Оказалось все жизненней, доступней и проще. Рядовой бездельник, которому в силу благодати дозволено заниматься неизвестно чем, когда другие честно отрабатывают свой хлеб и колбасу.
Гнусное зрелище. Юродивый, заклинающий несуществующего змея. Именно юродивый. К ним издавна русский народ относился снисходительно и мягко. Тоже живая душа, — думают люди, — много ведь не наест. Пусть играется в свои незатейливые игрушки. Кому от этого убыток?
Пономарев бросил свою схему и ринулся за утешением к вечно женственной Зое Куклиной. Она теперь обрабатывала пилочкой ноготь на левой руке.
У божественной Зои глаза были больше лица, зеленели ласково, как ночные светлячки. Поговаривали, что Зое в жизни удалось нелегкое счастье, будто дружила она с молодым капитаном с Петровки, бесшабашным мужчиной, будто погиб капитан от бандитской пули, а когда его хоронили, привстал в гробу и крикнул: «Зоя, где ты?!»
Вздор, конечно, а может, и чья-то завистливая клевета, но Зоя вела себя так, словно таила в себе еще и не такие замысловатые подробности. Встречалась она по велению сердца только с военными мужчинами, а на сотрудников обращала внимание по необходимости.
Пономарев спросил:
— Что это, Зоя, у тебя ногти на одной руке розовые, а на другой, кажется, голубоватые? Зачем это?
Зоя улыбнулась ему по-матерински, поощрительно.
— Старый лак, — показала. — А это свежий. Думать надо, великий ученый!
«Вот оно, — хитро догадался Пономарев. — Зоя последний барометр. Она назвала меня великим ученым. Раньше я просто не примечал. А надо мной даже бедная Зоя, красивая и вечно юная, смеется и иронизирует. Это — конец. Вот ты кто, Пономарев, — ты великий ученый, то есть шут гороховый».
Он сказал игриво:
— Не хотите ли сходить куда-нибудь, Зоя, со мной. В парк или в ресторан? К примеру, вечером лунным? А, Зоя?
Зоя, простая душа, тонкостей не понимала, жила напрямую, как бильярдный шар.
— Нет, Толик, нет! Я не встречаюсь с женатыми товарищами.

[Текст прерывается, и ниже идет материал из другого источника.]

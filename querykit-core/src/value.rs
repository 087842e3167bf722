//! Parameter values, type tags, and parameter sets.

use strum::{Display, EnumString};

/// The type a parameter is bound as.
///
/// Parsed from caller-supplied tags (`"integer"`, `"large_object"`, ...).
/// Tags outside this set are not an error: the binder falls back to
/// [`Value::infer_type`].
#[derive(Debug, Clone, Copy, PartialEq, Eq, Hash, EnumString, Display)]
#[strum(serialize_all = "snake_case")]
pub enum ParamType {
    /// SQL NULL.
    Null,
    /// Integer.
    Integer,
    /// Boolean.
    Boolean,
    /// Character data.
    String,
    /// Large object (binary data).
    LargeObject,
    /// Cursor / record set. Backends without cursors bind by inference.
    Cursor,
}

/// A single, non-list parameter value.
#[derive(Debug, Clone, PartialEq, Eq, Hash)]
pub enum Scalar {
    /// SQL NULL.
    Null,
    /// 64-bit signed integer.
    Integer(i64),
    /// Boolean.
    Boolean(bool),
    /// UTF-8 text.
    Text(String),
}

impl Scalar {
    /// Infers the binding type from the value itself.
    pub const fn infer_type(&self) -> ParamType {
        match self {
            Self::Null => ParamType::Null,
            Self::Integer(_) => ParamType::Integer,
            Self::Boolean(_) => ParamType::Boolean,
            Self::Text(_) => ParamType::String,
        }
    }
}

/// A parameter value: a scalar or a list of scalars for `IN (...)`.
#[derive(Debug, Clone, PartialEq, Eq, Hash)]
pub enum Value {
    /// SQL NULL.
    Null,
    /// 64-bit signed integer.
    Integer(i64),
    /// Boolean.
    Boolean(bool),
    /// UTF-8 text.
    Text(String),
    /// List of scalars, expanded to a comma-joined sequence.
    List(Vec<Scalar>),
}

impl Value {
    /// Infers the binding type from the value itself. Lists infer as strings;
    /// their members are inferred one by one when bound.
    pub const fn infer_type(&self) -> ParamType {
        match self {
            Self::Null => ParamType::Null,
            Self::Integer(_) => ParamType::Integer,
            Self::Boolean(_) => ParamType::Boolean,
            Self::Text(_) | Self::List(_) => ParamType::String,
        }
    }

    /// Returns `true` for [`Value::Null`].
    pub const fn is_null(&self) -> bool {
        matches!(self, Self::Null)
    }

    /// Converts a non-list value into a [`Scalar`].
    pub fn into_scalar(self) -> Option<Scalar> {
        match self {
            Self::Null => Some(Scalar::Null),
            Self::Integer(v) => Some(Scalar::Integer(v)),
            Self::Boolean(v) => Some(Scalar::Boolean(v)),
            Self::Text(v) => Some(Scalar::Text(v)),
            Self::List(_) => None,
        }
    }
}

impl From<Scalar> for Value {
    fn from(v: Scalar) -> Self {
        match v {
            Scalar::Null => Self::Null,
            Scalar::Integer(v) => Self::Integer(v),
            Scalar::Boolean(v) => Self::Boolean(v),
            Scalar::Text(v) => Self::Text(v),
        }
    }
}

macro_rules! impl_from_primitive {
    ($($target:ident),*) => {$(
        impl From<i64> for $target {
            fn from(v: i64) -> Self {
                Self::Integer(v)
            }
        }

        impl From<i32> for $target {
            fn from(v: i32) -> Self {
                Self::Integer(i64::from(v))
            }
        }

        impl From<bool> for $target {
            fn from(v: bool) -> Self {
                Self::Boolean(v)
            }
        }

        impl From<String> for $target {
            fn from(v: String) -> Self {
                Self::Text(v)
            }
        }

        impl From<&str> for $target {
            fn from(v: &str) -> Self {
                Self::Text(v.to_string())
            }
        }

        impl<T: Into<$target>> From<Option<T>> for $target {
            fn from(v: Option<T>) -> Self {
                v.map_or(Self::Null, Into::into)
            }
        }
    )*};
}

impl_from_primitive!(Scalar, Value);

impl<T: Into<Scalar>> From<Vec<T>> for Value {
    fn from(v: Vec<T>) -> Self {
        Self::List(v.into_iter().map(Into::into).collect())
    }
}

/// A value together with the type tag the caller asked for, if any.
#[derive(Debug, Clone, PartialEq, Eq)]
pub struct Param {
    /// The value to bind.
    pub value: Value,
    /// Caller-supplied type tag. Honored only when it names a [`ParamType`].
    pub type_tag: Option<String>,
}

impl Param {
    /// The explicit tag when it is recognized, inference otherwise.
    pub fn resolved_type(&self) -> ParamType {
        self.type_tag
            .as_deref()
            .and_then(|tag| tag.parse::<ParamType>().ok())
            .unwrap_or_else(|| self.value.infer_type())
    }

    /// The explicit tag when it is recognized.
    pub fn explicit_type(&self) -> Option<ParamType> {
        self.type_tag.as_deref().and_then(|tag| tag.parse().ok())
    }
}

/// Ordered mapping from placeholder key to value.
///
/// Keys are matched literally against the statement text (`:id`, `@id`,
/// `?1`, or a bare identifier). Inserting an existing key replaces its value
/// in place, so each key is bound at most once. Keys that do not occur in a
/// statement are ignored when it is bound.
#[derive(Debug, Clone, Default, PartialEq, Eq)]
pub struct ParameterSet {
    entries: Vec<(String, Param)>,
}

impl ParameterSet {
    /// Creates an empty parameter set.
    pub const fn new() -> Self {
        Self {
            entries: Vec::new(),
        }
    }

    /// Adds (or replaces) `key` with an untagged value.
    pub fn insert(&mut self, key: impl Into<String>, value: impl Into<Value>) -> &mut Self {
        self.insert_param(
            key.into(),
            Param {
                value: value.into(),
                type_tag: None,
            },
        )
    }

    /// Adds (or replaces) `key` with a value and an explicit type tag.
    pub fn insert_typed(
        &mut self,
        key: impl Into<String>,
        value: impl Into<Value>,
        type_tag: impl Into<String>,
    ) -> &mut Self {
        self.insert_param(
            key.into(),
            Param {
                value: value.into(),
                type_tag: Some(type_tag.into()),
            },
        )
    }

    /// Builder form of [`insert`](Self::insert).
    #[must_use]
    pub fn with(mut self, key: impl Into<String>, value: impl Into<Value>) -> Self {
        self.insert(key, value);
        self
    }

    /// Builder form of [`insert_typed`](Self::insert_typed).
    #[must_use]
    pub fn with_typed(
        mut self,
        key: impl Into<String>,
        value: impl Into<Value>,
        type_tag: impl Into<String>,
    ) -> Self {
        self.insert_typed(key, value, type_tag);
        self
    }

    fn insert_param(&mut self, key: String, param: Param) -> &mut Self {
        match self.entries.iter_mut().find(|(existing, _)| *existing == key) {
            Some(slot) => slot.1 = param,
            None => self.entries.push((key, param)),
        }
        self
    }

    /// Looks up the parameter bound to `key`.
    pub fn get(&self, key: &str) -> Option<&Param> {
        self.entries
            .iter()
            .find(|(existing, _)| existing == key)
            .map(|(_, param)| param)
    }

    /// Iterates over `(key, param)` pairs in insertion order.
    pub fn iter(&self) -> impl Iterator<Item = (&str, &Param)> {
        self.entries.iter().map(|(key, param)| (key.as_str(), param))
    }

    /// Number of parameters.
    pub fn len(&self) -> usize {
        self.entries.len()
    }

    /// Returns `true` if the set holds no parameters.
    pub fn is_empty(&self) -> bool {
        self.entries.is_empty()
    }
}

impl<K: Into<String>, V: Into<Value>> FromIterator<(K, V)> for ParameterSet {
    fn from_iter<I: IntoIterator<Item = (K, V)>>(iter: I) -> Self {
        let mut set = Self::new();
        for (key, value) in iter {
            set.insert(key, value);
        }
        set
    }
}

/// Convenience macro for building a [`ParameterSet`].
///
/// Usage: `params! { ":id" => 7, ":name" => "alice", ":deleted" => None::<i64> }`
#[macro_export]
macro_rules! params {
    () => {
        $crate::ParameterSet::new()
    };
    ($($key:expr => $val:expr),+ $(,)?) => {{
        let mut set = $crate::ParameterSet::new();
        $(set.insert($key, $crate::Value::from($val));)+
        set
    }};
}
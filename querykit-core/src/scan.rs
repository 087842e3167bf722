//! Byte-level scanning helpers shared by the template rewriter and the binder.
//!
//! Every delimiter the engine looks for is ASCII, so byte offsets found
//! here are always valid `str` slice boundaries.

use std::ops::Range;

const QUOTES: [u8; 3] = [b'\'', b'"', b'`'];

/// `[A-Za-z0-9_]`.
pub(crate) const fn is_word_byte(b: u8) -> bool {
    b.is_ascii_alphanumeric() || b == b'_'
}

/// Byte ranges of `text` that lie outside quoted string literals, quoted
/// identifiers and comments. A doubled quote closes one span and opens the
/// next, so `'it''s'` is covered entirely. An unterminated quote or block
/// comment runs to the end. A `--` comment stops before its newline.
pub(crate) fn unquoted_ranges(text: &str) -> Vec<Range<usize>> {
    let bytes = text.as_bytes();
    let mut ranges = Vec::new();
    let mut start = 0;
    let mut idx = 0;
    while idx < bytes.len() {
        let Some(end) = opaque_span_end(bytes, idx) else {
            idx += 1;
            continue;
        };
        if start < idx {
            ranges.push(start..idx);
        }
        idx = end;
        start = idx;
    }
    if start < bytes.len() {
        ranges.push(start..bytes.len());
    }
    ranges
}

/// End of the quoted span or comment opening at `idx`, if one opens there.
fn opaque_span_end(bytes: &[u8], idx: usize) -> Option<usize> {
    let rest = &bytes[idx..];
    if rest.starts_with(b"--") {
        return Some(
            rest.iter()
                .position(|&b| b == b'\n')
                .map_or(bytes.len(), |offset| idx + offset),
        );
    }
    if rest.starts_with(b"/*") {
        return Some(
            rest[2..]
                .windows(2)
                .position(|pair| pair == b"*/")
                .map_or(bytes.len(), |offset| idx + offset + 4),
        );
    }
    let quote = rest[0];
    if !QUOTES.contains(&quote) {
        return None;
    }
    Some(
        rest[1..]
            .iter()
            .position(|&b| b == quote)
            .map_or(bytes.len(), |offset| idx + offset + 2),
    )
}

/// Returns `true` if `key` occurs at `pos` without being glued to word
/// characters on an edge where the key itself is a word character.
///
/// `:id` therefore matches in `id = :id,` but not in `id = :id2`.
pub(crate) fn key_at(text: &str, pos: usize, key: &str) -> bool {
    let bytes = text.as_bytes();
    let key_bytes = key.as_bytes();
    let (Some(&first), Some(&last)) = (key_bytes.first(), key_bytes.last()) else {
        return false;
    };
    if !bytes[pos..].starts_with(key_bytes) {
        return false;
    }
    let end = pos + key_bytes.len();
    let left_ok = !is_word_byte(first) || pos == 0 || !is_word_byte(bytes[pos - 1]);
    let right_ok = !is_word_byte(last) || end == bytes.len() || !is_word_byte(bytes[end]);
    left_ok && right_ok
}

/// Occurrences of `key` outside quoted spans, as `(start, end)` offsets.
pub(crate) fn find_key(text: &str, key: &str) -> Vec<Range<usize>> {
    let mut found = Vec::new();
    for range in unquoted_ranges(text) {
        let mut pos = range.start;
        while pos + key.len() <= range.end {
            if key_at(text, pos, key) {
                found.push(pos..pos + key.len());
                pos += key.len();
            } else {
                pos += 1;
            }
        }
    }
    found
}

/// Applies `edits` (ascending, non-overlapping byte ranges paired with
/// their replacement) to `text`.
pub(crate) fn splice(text: &str, edits: Vec<(Range<usize>, String)>) -> String {
    let mut out = String::with_capacity(text.len());
    let mut copied = 0;
    for (range, replacement) in edits {
        out.push_str(&text[copied..range.start]);
        out.push_str(&replacement);
        copied = range.end;
    }
    out.push_str(&text[copied..]);
    out
}
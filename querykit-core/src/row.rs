//! Result rows and cells.

use std::sync::Arc;

use crate::error::ShapeError;

/// One column value of a fetched row.
#[derive(Debug, Clone, PartialEq)]
pub enum Cell {
    /// SQL NULL.
    Null,
    /// 64-bit signed integer.
    Integer(i64),
    /// 64-bit float.
    Real(f64),
    /// UTF-8 text.
    Text(String),
    /// Binary blob.
    Blob(Vec<u8>),
}

impl Cell {
    /// Returns `true` for SQL NULL.
    pub const fn is_null(&self) -> bool {
        matches!(self, Self::Null)
    }

    /// The integer value, if this is an integer cell.
    pub const fn as_i64(&self) -> Option<i64> {
        match self {
            Self::Integer(v) => Some(*v),
            _ => None,
        }
    }

    /// The text value, if this is a text cell.
    pub fn as_str(&self) -> Option<&str> {
        match self {
            Self::Text(v) => Some(v),
            _ => None,
        }
    }
}

impl From<querykit_db::Value> for Cell {
    fn from(value: querykit_db::Value) -> Self {
        match value {
            querykit_db::Value::Null => Self::Null,
            querykit_db::Value::Integer(v) => Self::Integer(v),
            querykit_db::Value::Real(v) => Self::Real(v),
            querykit_db::Value::Text(v) => Self::Text(v),
            querykit_db::Value::Blob(v) => Self::Blob(v),
        }
    }
}

/// A fetched row: column names plus values, addressable by position or name.
#[derive(Debug, Clone, PartialEq)]
pub struct Row {
    columns: Arc<[String]>,
    values: Vec<Cell>,
}

impl Row {
    /// Creates a row. `columns` is usually shared by every row of a result.
    pub const fn new(columns: Arc<[String]>, values: Vec<Cell>) -> Self {
        Self { columns, values }
    }

    /// Creates a row from `(column, value)` pairs.
    pub fn from_pairs<K: Into<String>>(pairs: impl IntoIterator<Item = (K, Cell)>) -> Self {
        let (columns, values): (Vec<String>, Vec<Cell>) = pairs
            .into_iter()
            .map(|(name, value)| (name.into(), value))
            .unzip();
        Self::new(columns.into(), values)
    }

    /// The value at position `idx`.
    pub fn get(&self, idx: usize) -> Option<&Cell> {
        self.values.get(idx)
    }

    /// The value of the column called `name`.
    pub fn get_named(&self, name: &str) -> Option<&Cell> {
        self.columns
            .iter()
            .position(|column| column == name)
            .and_then(|idx| self.values.get(idx))
    }

    /// Column names.
    pub fn columns(&self) -> &[String] {
        &self.columns
    }

    /// Values in column order.
    pub fn values(&self) -> &[Cell] {
        &self.values
    }

    /// Number of fields in the row.
    pub fn len(&self) -> usize {
        self.values.len()
    }

    /// Returns `true` for a row without fields.
    pub fn is_empty(&self) -> bool {
        self.values.is_empty()
    }
}

/// One column gathered from every row of a multi-row fetch.
///
/// Rows that lack the column contribute a [`ShapeError`] instead of a value;
/// they never abort the rest of the fetch.
#[derive(Debug, Clone, PartialEq, Default)]
pub struct ColumnFetch {
    /// Values of the rows that have the column, in row order.
    pub values: Vec<Cell>,
    /// One entry per row that lacks the column.
    pub errors: Vec<ShapeError>,
}

impl ColumnFetch {
    /// Collects column `column` from `rows`.
    pub fn collect(rows: &[Row], column: usize) -> Self {
        let mut fetch = Self::default();
        for (idx, row) in rows.iter().enumerate() {
            match row.get(column) {
                Some(value) => fetch.values.push(value.clone()),
                None => fetch.errors.push(ShapeError {
                    row: Some(idx),
                    column,
                }),
            }
        }
        fetch
    }

    /// Number of rows the column was gathered from.
    pub fn rows_seen(&self) -> usize {
        self.values.len() + self.errors.len()
    }
}
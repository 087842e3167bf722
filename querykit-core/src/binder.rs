//! Parameter binding.
//!
//! A [`ParameterSet`] is applied to a statement (whose table tokens are
//! already rewritten) in one of two modes:
//!
//! * [`BindingMode::Prepared`] keeps the placeholders in the SQL and returns
//!   typed [`Binding`]s for the backend's native parameter mechanism.
//! * [`BindingMode::Inline`] substitutes escaped literals into the SQL.
//!
//! In both modes a Null parameter compared with `=` or `!=` is rewritten to
//! `IS NULL` / `NOT IS NULL` first, because `col = NULL` never matches. A
//! rewritten key no longer appears in the SQL, so in prepared mode it is
//! simply not bound.
//!
//! Placeholders are matched outside quoted literals, quoted identifiers and
//! comments only, which keeps already-rendered table names and string values
//! untouched.

use std::fmt;
use std::ops::Range;

use serde::Deserialize;
use strum::{Display, EnumString};

use crate::scan::{find_key, key_at, splice, unquoted_ranges};
use crate::value::{Param, ParamType, ParameterSet, Scalar, Value};

/// How parameter values reach the backend.
#[derive(Debug, Clone, Copy, PartialEq, Eq, Hash, Deserialize, EnumString, Display)]
#[serde(rename_all = "lowercase")]
#[strum(serialize_all = "lowercase")]
pub enum BindingMode {
    /// Backend-native typed parameters.
    Prepared,
    /// Escaped literals substituted into the statement text.
    Inline,
}

/// A value bound to one named parameter of a prepared statement.
#[derive(Debug, Clone, PartialEq, Eq)]
pub struct Binding {
    /// Placeholder key as it appears in the SQL.
    pub key: String,
    /// The value to bind.
    pub value: Scalar,
    /// The type to bind it as.
    pub param_type: ParamType,
}

/// A statement ready for the backend.
#[derive(Debug, Clone, PartialEq, Eq, Default)]
pub struct BoundStatement {
    /// Final SQL text.
    pub sql: String,
    /// Values for the native parameter mechanism. Empty in inline mode.
    pub bindings: Vec<Binding>,
}

impl fmt::Display for BoundStatement {
    fn fmt(&self, f: &mut fmt::Formatter<'_>) -> fmt::Result {
        writeln!(f, "SQL: {}", self.sql)?;
        writeln!(f, "Params: {}", self.bindings.len())?;
        for binding in &self.bindings {
            writeln!(
                f,
                "Key: {} type={} value={:?}",
                binding.key, binding.param_type, binding.value
            )?;
        }
        Ok(())
    }
}

/// Binds `params` to `statement` in the given mode.
///
/// `escape` is the backend's string-escaping capability; it returns the
/// escaped contents of a literal without the surrounding quotes.
pub fn bind(
    statement: &str,
    params: &ParameterSet,
    mode: BindingMode,
    escape: impl Fn(&str) -> String,
) -> BoundStatement {
    match mode {
        BindingMode::Prepared => bind_prepared(statement, params),
        BindingMode::Inline => BoundStatement {
            sql: render_inline(statement, params, escape),
            bindings: Vec::new(),
        },
    }
}

/// Rewrites `!= key` to `NOT IS NULL` and then `= key` to `IS NULL`.
///
/// Whitespace between the operator and the key is consumed. `<=` and `>=`
/// are not equality tests and are left alone.
pub fn rewrite_null_operators(statement: &str, key: &str) -> String {
    let sql = rewrite_operator(statement, key, "!=", "NOT IS NULL");
    rewrite_operator(&sql, key, "=", "IS NULL")
}

fn rewrite_operator(text: &str, key: &str, op: &str, replacement: &str) -> String {
    let bytes = text.as_bytes();
    let mut edits: Vec<(Range<usize>, String)> = Vec::new();
    for range in unquoted_ranges(text) {
        let mut pos = range.start;
        while pos + op.len() <= range.end {
            let is_op = bytes[pos..].starts_with(op.as_bytes())
                && !(op == "=" && pos > 0 && matches!(bytes[pos - 1], b'<' | b'>' | b'!'));
            if !is_op {
                pos += 1;
                continue;
            }
            let mut key_pos = pos + op.len();
            while key_pos < range.end && bytes[key_pos].is_ascii_whitespace() {
                key_pos += 1;
            }
            if key_pos + key.len() > range.end || !key_at(text, key_pos, key) {
                pos += 1;
                continue;
            }
            let glued = pos > 0 && !bytes[pos - 1].is_ascii_whitespace();
            let rewritten = if glued {
                format!(" {replacement}")
            } else {
                replacement.to_owned()
            };
            edits.push((pos..key_pos + key.len(), rewritten));
            pos = key_pos + key.len();
        }
    }
    splice(text, edits)
}

fn rewrite_null_keys(statement: &str, params: &ParameterSet) -> String {
    params
        .iter()
        .filter(|(key, param)| !key.is_empty() && param.value.is_null())
        .fold(statement.to_owned(), |sql, (key, _)| {
            rewrite_null_operators(&sql, key)
        })
}

fn bind_prepared(statement: &str, params: &ParameterSet) -> BoundStatement {
    let mut sql = rewrite_null_keys(statement, params);
    let mut bindings = Vec::new();
    for (key, param) in params.iter() {
        let sites = find_key(&sql, key);
        if sites.is_empty() {
            log::trace!("parameter {key} not used by statement, skipped");
            continue;
        }
        match &param.value {
            Value::List(items) => {
                let (expanded, list_bindings) = expand_list(key, items, param);
                sql = splice(
                    &sql,
                    sites.into_iter().map(|site| (site, expanded.clone())).collect(),
                );
                bindings.extend(list_bindings);
            }
            value => {
                if let Some(scalar) = value.clone().into_scalar() {
                    bindings.push(Binding {
                        key: key.to_owned(),
                        value: scalar,
                        param_type: param.resolved_type(),
                    });
                }
            }
        }
    }
    BoundStatement { sql, bindings }
}

// `:ids` with three members becomes `:ids__0, :ids__1, :ids__2`, each bound
// with its own type unless the caller tagged the whole list.
fn expand_list(key: &str, items: &[Scalar], param: &Param) -> (String, Vec<Binding>) {
    let explicit = param.explicit_type();
    let bindings: Vec<Binding> = items
        .iter()
        .enumerate()
        .map(|(idx, item)| Binding {
            key: format!("{key}__{idx}"),
            value: item.clone(),
            param_type: explicit.unwrap_or_else(|| item.infer_type()),
        })
        .collect();
    let placeholders = bindings
        .iter()
        .map(|binding| binding.key.as_str())
        .collect::<Vec<_>>()
        .join(", ");
    (placeholders, bindings)
}

/// Renders `params` into `statement` as escaped literals.
///
/// Keys are substituted in a single left-to-right scan, longest key first at
/// each position; substituted text is never rescanned. Null values that
/// survive the operator rewrite render as `NULL`.
pub fn render_inline(
    statement: &str,
    params: &ParameterSet,
    escape: impl Fn(&str) -> String,
) -> String {
    let sql = rewrite_null_keys(statement, params);
    let mut keys: Vec<(&str, &Param)> = params.iter().filter(|(key, _)| !key.is_empty()).collect();
    keys.sort_by(|a, b| b.0.len().cmp(&a.0.len()));

    let mut edits = Vec::new();
    for range in unquoted_ranges(&sql) {
        let mut pos = range.start;
        while pos < range.end {
            let hit = keys
                .iter()
                .find(|(key, _)| pos + key.len() <= range.end && key_at(&sql, pos, key));
            match hit {
                Some((key, param)) => {
                    edits.push((pos..pos + key.len(), inline_literal(&param.value, &escape)));
                    pos += key.len();
                }
                None => pos += 1,
            }
        }
    }
    splice(&sql, edits)
}

/// The inline literal for `value`.
///
/// Integers are bare, Null is `NULL`, everything else is escaped and
/// single-quoted. A list renders as its members joined with `", "`, each
/// member judged on its own.
pub fn inline_literal(value: &Value, escape: impl Fn(&str) -> String) -> String {
    match value {
        Value::Null => scalar_literal(&Scalar::Null, &escape),
        Value::Integer(v) => scalar_literal(&Scalar::Integer(*v), &escape),
        Value::Boolean(v) => scalar_literal(&Scalar::Boolean(*v), &escape),
        Value::Text(v) => quoted(v, &escape),
        Value::List(items) => items
            .iter()
            .map(|item| scalar_literal(item, &escape))
            .collect::<Vec<_>>()
            .join(", "),
    }
}

fn scalar_literal(value: &Scalar, escape: &impl Fn(&str) -> String) -> String {
    match value {
        Scalar::Null => "NULL".to_owned(),
        Scalar::Integer(v) => v.to_string(),
        Scalar::Boolean(v) => quoted(if *v { "1" } else { "0" }, escape),
        Scalar::Text(v) => quoted(v, escape),
    }
}

fn quoted(raw: &str, escape: &impl Fn(&str) -> String) -> String {
    format!("'{}'", escape(raw))
}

А если тебе кто-нибудь наврал про меня, ты не верь.
Но смотрела великая, вечно прекрасная Зоя не категорично, а с легким, приятным вызовом.
— А это правда, — спросил Пономарев, — что про ваш роман с милиционером рассказывают?
Он задал этот вопрос и подумал, что теперь ей надо его прогнать, прикрикнуть, обидеться, тогда это будет по-благородному и возвышенно. На хамство — хамством. Вот где-то недалеко работает Веня Воробейченко, тайный предатель. Торчит неподалеку мухомор с ушами.
— Правда, — сказала Зоя, — но, наверное, не все правда. Мы любили друг друга, Толя. Ты ведь знаешь, как это бывает?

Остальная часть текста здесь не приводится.